[Collected data entries]
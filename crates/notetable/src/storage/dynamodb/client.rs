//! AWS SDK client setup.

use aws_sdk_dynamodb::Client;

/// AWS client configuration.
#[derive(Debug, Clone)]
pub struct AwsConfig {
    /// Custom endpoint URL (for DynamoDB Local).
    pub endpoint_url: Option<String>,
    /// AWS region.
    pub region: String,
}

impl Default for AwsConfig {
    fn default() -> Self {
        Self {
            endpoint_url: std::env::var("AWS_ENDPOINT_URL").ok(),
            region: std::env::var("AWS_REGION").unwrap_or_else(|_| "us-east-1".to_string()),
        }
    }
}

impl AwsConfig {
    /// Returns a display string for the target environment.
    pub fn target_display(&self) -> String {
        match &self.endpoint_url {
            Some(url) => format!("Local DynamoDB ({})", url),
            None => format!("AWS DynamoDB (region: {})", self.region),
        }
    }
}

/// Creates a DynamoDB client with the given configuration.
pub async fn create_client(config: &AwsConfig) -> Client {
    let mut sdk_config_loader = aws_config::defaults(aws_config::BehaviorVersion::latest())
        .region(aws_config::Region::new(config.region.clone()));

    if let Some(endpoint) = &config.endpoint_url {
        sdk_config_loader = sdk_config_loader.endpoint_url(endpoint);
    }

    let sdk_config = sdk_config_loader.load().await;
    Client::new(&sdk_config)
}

__Exercise directions__:
Repeat every record, exactly as written.

__Reply__:
filename crates/notetable/src/storage/dynamodb/client.rs
//! AWS SDK client setup.

use aws_sdk_dynamodb::Client;

/// AWS client configuration.
#[derive(Debug, Clone)]
pub struct AwsConfig {
    /// Custom endpoint URL (for DynamoDB Local).
    pub endpoint_url: Option<String>,
    /// AWS region.
    pub region: String,
}

impl Default for AwsConfig {
    fn default() -> Self {
        Self {
            endpoint_url: std::env::var("AWS_ENDPOINT_URL").ok(),
            region: std::env::var("AWS_REGION").unwrap_or_else(|_| "us-east-1".to_string()),
        }
    }
}

impl AwsConfig {
    /// Returns a display string for the target environment.
    pub fn target_display(&self) -> String {
        match &self.endpoint_url {
            Some(url) => format!("Local DynamoDB ({})", url),
            None => format!("AWS DynamoDB (region: {})", self.region),
        }
    }
}

/// Creates a DynamoDB client with the given configuration.
pub async fn create_client(config: &AwsConfig) -> Client {
    let mut sdk_config_loader = aws_config::defaults(aws_config::BehaviorVersion::latest())
        .region(aws_config::Region::new(config.region.clone()));

    if let Some(endpoint) = &config.endpoint_url {
        sdk_config_loader = sdk_config_loader.endpoint_url(endpoint);
    }

    let sdk_config = sdk_config_loader.load().await;
    Client::new(&sdk_config)
}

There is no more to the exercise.